65. Note some of the many definitions of fero with kinetic and generative denotations (in some cases referring to unconscious drives): ‘to carry, convey, transport’ (OLD 1); ‘to cause to go’ (OLD 2); ‘to proceed (of one's own volition or under an external impulse’ (OLD 4); ‘to be borne or carried along’ (OLD 5); ‘to incline, tend’ (OLD 7); ‘to carry in the womb, be pregnant’ (OLD 10); ‘to have on or in it, to contain’ (OLD 12b); ‘to thrust (at); to deal (a blow)’ (OLD 15b); ‘to discharge, emit (bodily excretions, etc.)’ (OLD 15e); ‘to bear, yield (fruit, produce, etc.)’ (OLD 25); ‘to bring (a state or condition) on a person, inflict’ (OLD 30).

66. For a reading of this elegiac phenomenon in Propertius through the lens of Deleuze and Guattari (1983), see Khellaf (2018).

67. Deleuze and Guattari (1983), 116.

68. Deleuze and Guattari (1983), 5: ‘Schizophrenia is like love: there is no specifically schizophrenic phenomenon or entity; schizophrenia is the universe of productive and reproductive desiring-machines, universal primary production as “the essential reality of man and nature”.’

69. See Deleuze (1990b), esp. 12–22, 28–35. For Deleuze, ‘sense’, discovered by the Stoics, ‘is an incorporeal, complex, and irreducible entity, at the surface of things, a pure event which inheres or subsists in the proposition’ (19); it functions as the possible fourth (extra) dimension of the ‘proposition’ (or speech) following denotation, manifestation, and signification (the three of which belong to it). Sense, as ‘an event’, is something more akin to pure ‘expression’—what Deleuze calls an aliquid. It shares a close affinity with ‘nonsense’ (116); and with ‘pure noise—the nonsense of the body and of the splintered word’ (189), which offers a useful method for understanding Cassandra's ‘inarticulate’ utterances. A deeper analysis of sense can be found in Assaf Krebs’ article in this volume.

70. Although the Aetia survives only in fragments, the opening to the work, better known as the ‘Reply to the Telchines’, survives only on papyrus, leading to the frayed edges which have in turn spurred reconstructions such as that found in Hopkinson (1988), 15f. See Harder (2012), vol.1, 115–21, for a less emended reconstruction.
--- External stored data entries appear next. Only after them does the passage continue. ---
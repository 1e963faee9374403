//! In-memory layout shared by the memory and file stores.

use std::collections::BTreeMap;

use herald_perms::RealmId;
use serde::{Deserialize, Serialize};
use serde_json::Value;

use super::{Scope, StoreError, Transaction};

/// Every stored value, grouped by scope, plus the per-realm counters.
#[derive(Debug, Clone, Default, PartialEq, Serialize, Deserialize)]
pub(super) struct StoreDocument {
    #[serde(default)]
    entries: BTreeMap<String, BTreeMap<String, Value>>,
    #[serde(default)]
    sequences: BTreeMap<String, u64>,
}

impl StoreDocument {
    pub(super) fn get(&self, scope: &Scope, key: &str) -> Option<&Value> {
        self.entries.get(&scope.storage_key())?.get(key)
    }

    pub(super) fn put(&mut self, scope: &Scope, key: &str, value: Value) {
        self.entries
            .entry(scope.storage_key())
            .or_default()
            .insert(key.to_owned(), value);
    }

    pub(super) fn delete(&mut self, scope: &Scope, key: &str) -> bool {
        let scope_key = scope.storage_key();
        let Some(values) = self.entries.get_mut(&scope_key) else {
            return false;
        };
        let removed = values.remove(key).is_some();
        if values.is_empty() {
            self.entries.remove(&scope_key);
        }
        removed
    }

    pub(super) fn transact(
        &mut self,
        scope: &Scope,
        key: &str,
        apply: &mut Transaction<'_>,
    ) -> Result<(), StoreError> {
        let current = self.get(scope, key).cloned();
        match apply(current)? {
            Some(value) => self.put(scope, key, value),
            None => {
                self.delete(scope, key);
            }
        }
        Ok(())
    }

    pub(super) fn next_sequence(&mut self, realm: &RealmId) -> u64 {
        let counter = self.sequences.entry(realm.as_str().to_owned()).or_insert(0);
        *counter += 1;
        *counter
    }
}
71. See Livy 45.44, Tac. Hist. 5.26, and Tac. Ann. 16.35 for the dissolution of these texts. Polybius is fragmentary throughout. The examples given here do not even begin to include the hundreds of ancient historical texts that only survive in fragmentary form. For deconstructionist readings of this fragmentation, see Henderson (1989) and (1990).

72. Another river passage can be found at D65a: ‘We step in the same rivers just as we do not step in them, we are and we are not’ (ποταμοῖς τοῖς αὐτοῖς ἐμβαίνομέν τε καὶ οὐκ ἐμβαίνομεν, εἶμέν τε καὶ οὐκ εἶμεν). See also the fragments on cycles of opposites (D67–72).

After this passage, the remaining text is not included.